Aim of the exercise:
Copy out all the entries below, word for word.
#### Exercise inputs ####
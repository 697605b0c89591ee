// Unless otherwise noted, this file is released and thus subject to the
// terms of the Mozilla Public License Version 2.0 (MPL2). Also, it is
// "Incompatible With Secondary Licenses", as defined by the MPL2.
// If a copy of the MPL2 was not distributed with this file, you can
// obtain one at https://mozilla.org/MPL/2.0/.

//! Inner implementation of CP15 for the ARMv5.
//! Note that the MRC/MCR register file itself lives in `nds9.rs`, as part
//! of the bus interface.

use std::ops::Range;

use modular_bitfield::{bitfield, specifiers::*};

#[bitfield]
#[repr(u32)]
#[derive(Debug, Default, Copy, Clone)]
#[cfg_attr(feature = "serde", derive(serde::Deserialize, serde::Serialize))]
pub struct Control {
    pub pu_enable: bool,
    #[skip]
    __: B1,
    pub data_cache_enable: bool,
    #[skip]
    __: B4,
    pub big_endian: bool,
    #[skip]
    __: B4,

    pub inst_cache_enable: bool,
    pub exception_vectors_high: bool,
    pub cache_replacement: bool,
    pub pre_armv5: bool,

    pub dtcm_enable: bool,
    pub dtcm_load_mode: bool,
    pub itcm_enable: bool,
    pub itcm_load_mode: bool,

    #[skip]
    __: B12,
}

#[bitfield]
#[repr(u32)]
#[derive(Debug, Default, Copy, Clone)]
#[cfg_attr(feature = "serde", derive(serde::Deserialize, serde::Serialize))]
pub struct TcmControl {
    #[skip]
    __: B1,
    pub virtual_size: B5,
    #[skip]
    __: B6,
    pub region_base: B20,
}

/// Load mode makes a TCM write-only while its contents stream in.
#[derive(Clone, Copy, PartialEq)]
#[cfg_attr(feature = "serde", derive(serde::Deserialize, serde::Serialize))]
pub enum TcmState {
    None,
    Wo,
    Rw,
}

#[derive(Clone)]
#[cfg_attr(feature = "serde", derive(serde::Deserialize, serde::Serialize))]
pub struct Cp15 {
    pub(crate) control: Control,
    pub(crate) cache_bits: [u8; 2],
    pub(crate) data_bufferable_bits: u8,

    pub(crate) access_protection_bits: [u16; 2],
    pub(crate) access_protection_bits_ext: [u32; 2],
    pub(crate) protection_unit_regions: [[u32; 8]; 2],

    pub(crate) cache_lockdown: [u32; 2],
    pub(crate) tcm_control: [TcmControl; 2],
    pub(crate) trace_process_id: u32,

    pub(crate) tcm_state: [TcmState; 2],
    pub(crate) tcm_range: [Range<u32>; 2],
}

impl Cp15 {
    pub fn dtcm_map_update(&mut self) {
        let base = self.tcm_control[0].region_base() << 12;
        let size = 512u32 << self.tcm_control[0].virtual_size();
        self.tcm_range[0] = base..base.wrapping_add(size);
        self.tcm_state[0] = if self.control.dtcm_enable() {
            if self.control.dtcm_load_mode() {
                TcmState::Wo
            } else {
                TcmState::Rw
            }
        } else {
            TcmState::None
        };
    }

    pub fn itcm_map_update(&mut self) {
        // ITCM is always mapped from 0, only the mirror size moves.
        let size = 512u32 << self.tcm_control[1].virtual_size();
        self.tcm_range[1] = 0..size;
        self.tcm_state[1] = if self.control.itcm_enable() {
            if self.control.itcm_load_mode() {
                TcmState::Wo
            } else {
                TcmState::Rw
            }
        } else {
            TcmState::None
        };
    }

    pub fn control_update(&mut self, ctrl: u32) {
        self.control = ctrl.into();
        self.dtcm_map_update();
        self.itcm_map_update();
    }

    /// Exception vector base selected by the V bit.
    pub fn exception_base(&self) -> u32 {
        if self.control.exception_vectors_high() {
            0xFFFF_0000
        } else {
            0x0000_0000
        }
    }

    /// Register state the firmware leaves behind: PU on, caches on, high
    /// vectors, DTCM at the start of shared WRAM, ITCM mirrored over the
    /// first 32 MB.
    pub fn direct_boot(&mut self) {
        self.tcm_control[0] = TcmControl::new()
            .with_region_base(0x0300_0000 >> 12)
            .with_virtual_size(5);
        self.tcm_control[1] = TcmControl::new().with_virtual_size(16);
        self.control_update(0x0005_707D);
    }
}

impl Default for Cp15 {
    fn default() -> Self {
        let mut cp15 = Self {
            control: Control::new()
                .with_exception_vectors_high(true)
                .with_dtcm_enable(true)
                .with_itcm_enable(true),
            cache_bits: [0; 2],
            data_bufferable_bits: 0,
            access_protection_bits: [0; 2],
            access_protection_bits_ext: [0; 2],
            protection_unit_regions: [[0; 8]; 2],
            cache_lockdown: [0; 2],
            tcm_control: [
                TcmControl::new().with_region_base(0x27C0).with_virtual_size(5),
                TcmControl::new().with_virtual_size(16),
            ],
            trace_process_id: 0,

            tcm_state: [TcmState::Rw, TcmState::Rw],
            tcm_range: [0..0, 0..0],
        };
        cp15.dtcm_map_update();
        cp15.itcm_map_update();
        cp15
    }
}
####
Result for this task:
repository 697605b0c89591ee
// Unless otherwise noted, this file is released and thus subject to the
// terms of the Mozilla Public License Version 2.0 (MPL2). Also, it is
// "Incompatible With Secondary Licenses", as defined by the MPL2.
// If a copy of the MPL2 was not distributed with this file, you can
// obtain one at https://mozilla.org/MPL/2.0/.

//! Inner implementation of CP15 for the ARMv5.
//! Note that the MRC/MCR register file itself lives in `nds9.rs`, as part
//! of the bus interface.

use std::ops::Range;

use modular_bitfield::{bitfield, specifiers::*};

#[bitfield]
#[repr(u32)]
#[derive(Debug, Default, Copy, Clone)]
#[cfg_attr(feature = "serde", derive(serde::Deserialize, serde::Serialize))]
pub struct Control {
    pub pu_enable: bool,
    #[skip]
    __: B1,
    pub data_cache_enable: bool,
    #[skip]
    __: B4,
    pub big_endian: bool,
    #[skip]
    __: B4,

    pub inst_cache_enable: bool,
    pub exception_vectors_high: bool,
    pub cache_replacement: bool,
    pub pre_armv5: bool,

    pub dtcm_enable: bool,
    pub dtcm_load_mode: bool,
    pub itcm_enable: bool,
    pub itcm_load_mode: bool,

    #[skip]
    __: B12,
}

#[bitfield]
#[repr(u32)]
#[derive(Debug, Default, Copy, Clone)]
#[cfg_attr(feature = "serde", derive(serde::Deserialize, serde::Serialize))]
pub struct TcmControl {
    #[skip]
    __: B1,
    pub virtual_size: B5,
    #[skip]
    __: B6,
    pub region_base: B20,
}

/// Load mode makes a TCM write-only while its contents stream in.
#[derive(Clone, Copy, PartialEq)]
#[cfg_attr(feature = "serde", derive(serde::Deserialize, serde::Serialize))]
pub enum TcmState {
    None,
    Wo,
    Rw,
}

#[derive(Clone)]
#[cfg_attr(feature = "serde", derive(serde::Deserialize, serde::Serialize))]
pub struct Cp15 {
    pub(crate) control: Control,
    pub(crate) cache_bits: [u8; 2],
    pub(crate) data_bufferable_bits: u8,

    pub(crate) access_protection_bits: [u16; 2],
    pub(crate) access_protection_bits_ext: [u32; 2],
    pub(crate) protection_unit_regions: [[u32; 8]; 2],

    pub(crate) cache_lockdown: [u32; 2],
    pub(crate) tcm_control: [TcmControl; 2],
    pub(crate) trace_process_id: u32,

    pub(crate) tcm_state: [TcmState; 2],
    pub(crate) tcm_range: [Range<u32>; 2],
}

impl Cp15 {
    pub fn dtcm_map_update(&mut self) {
        let base = self.tcm_control[0].region_base() << 12;
        let size = 512u32 << self.tcm_control[0].virtual_size();
        self.tcm_range[0] = base..base.wrapping_add(size);
        self.tcm_state[0] = if self.control.dtcm_enable() {
            if self.control.dtcm_load_mode() {
                TcmState::Wo
            } else {
                TcmState::Rw
            }
        } else {
            TcmState::None
        };
    }

    pub fn itcm_map_update(&mut self) {
        // ITCM is always mapped from 0, only the mirror size moves.
        let size = 512u32 << self.tcm_control[1].virtual_size();
        self.tcm_range[1] = 0..size;
        self.tcm_state[1] = if self.control.itcm_enable() {
            if self.control.itcm_load_mode() {
                TcmState::Wo
            } else {
                TcmState::Rw
            }
        } else {
            TcmState::None
        };
    }

    pub fn control_update(&mut self, ctrl: u32) {
        self.control = ctrl.into();
        self.dtcm_map_update();
        self.itcm_map_update();
    }

    /// Exception vector base selected by the V bit.
    pub fn exception_base(&self) -> u32 {
        if self.control.exception_vectors_high() {
            0xFFFF_0000
        } else {
            0x0000_0000
        }
    }

    /// Register state the firmware leaves behind: PU on, caches on, high
    /// vectors, DTCM at the start of shared WRAM, ITCM mirrored over the
    /// first 32 MB.
    pub fn direct_boot(&mut self) {
        self.tcm_control[0] = TcmControl::new()
            .with_region_base(0x0300_0000 >> 12)
            .with_virtual_size(5);
        self.tcm_control[1] = TcmControl::new().with_virtual_size(16);
        self.control_update(0x0005_707D);
    }
}

impl Default for Cp15 {
    fn default() -> Self {
        let mut cp15 = Self {
            control: Control::new()
                .with_exception_vectors_high(true)
                .with_dtcm_enable(true)
                .with_itcm_enable(true),
            cache_bits: [0; 2],
            data_bufferable_bits: 0,
            access_protection_bits: [0; 2],
            access_protection_bits_ext: [0; 2],
            protection_unit_regions: [[0; 8]; 2],
            cache_lockdown: [0; 2],
            tcm_control: [
                TcmControl::new().with_region_base(0x27C0).with_virtual_size(5),
                TcmControl::new().with_virtual_size(16),
            ],
            trace_process_id: 0,

            tcm_state: [TcmState::Rw, TcmState::Rw],
            tcm_range: [0..0, 0..0],
        };
        cp15.dtcm_map_update();
        cp15.itcm_map_update();
        cp15
    }
}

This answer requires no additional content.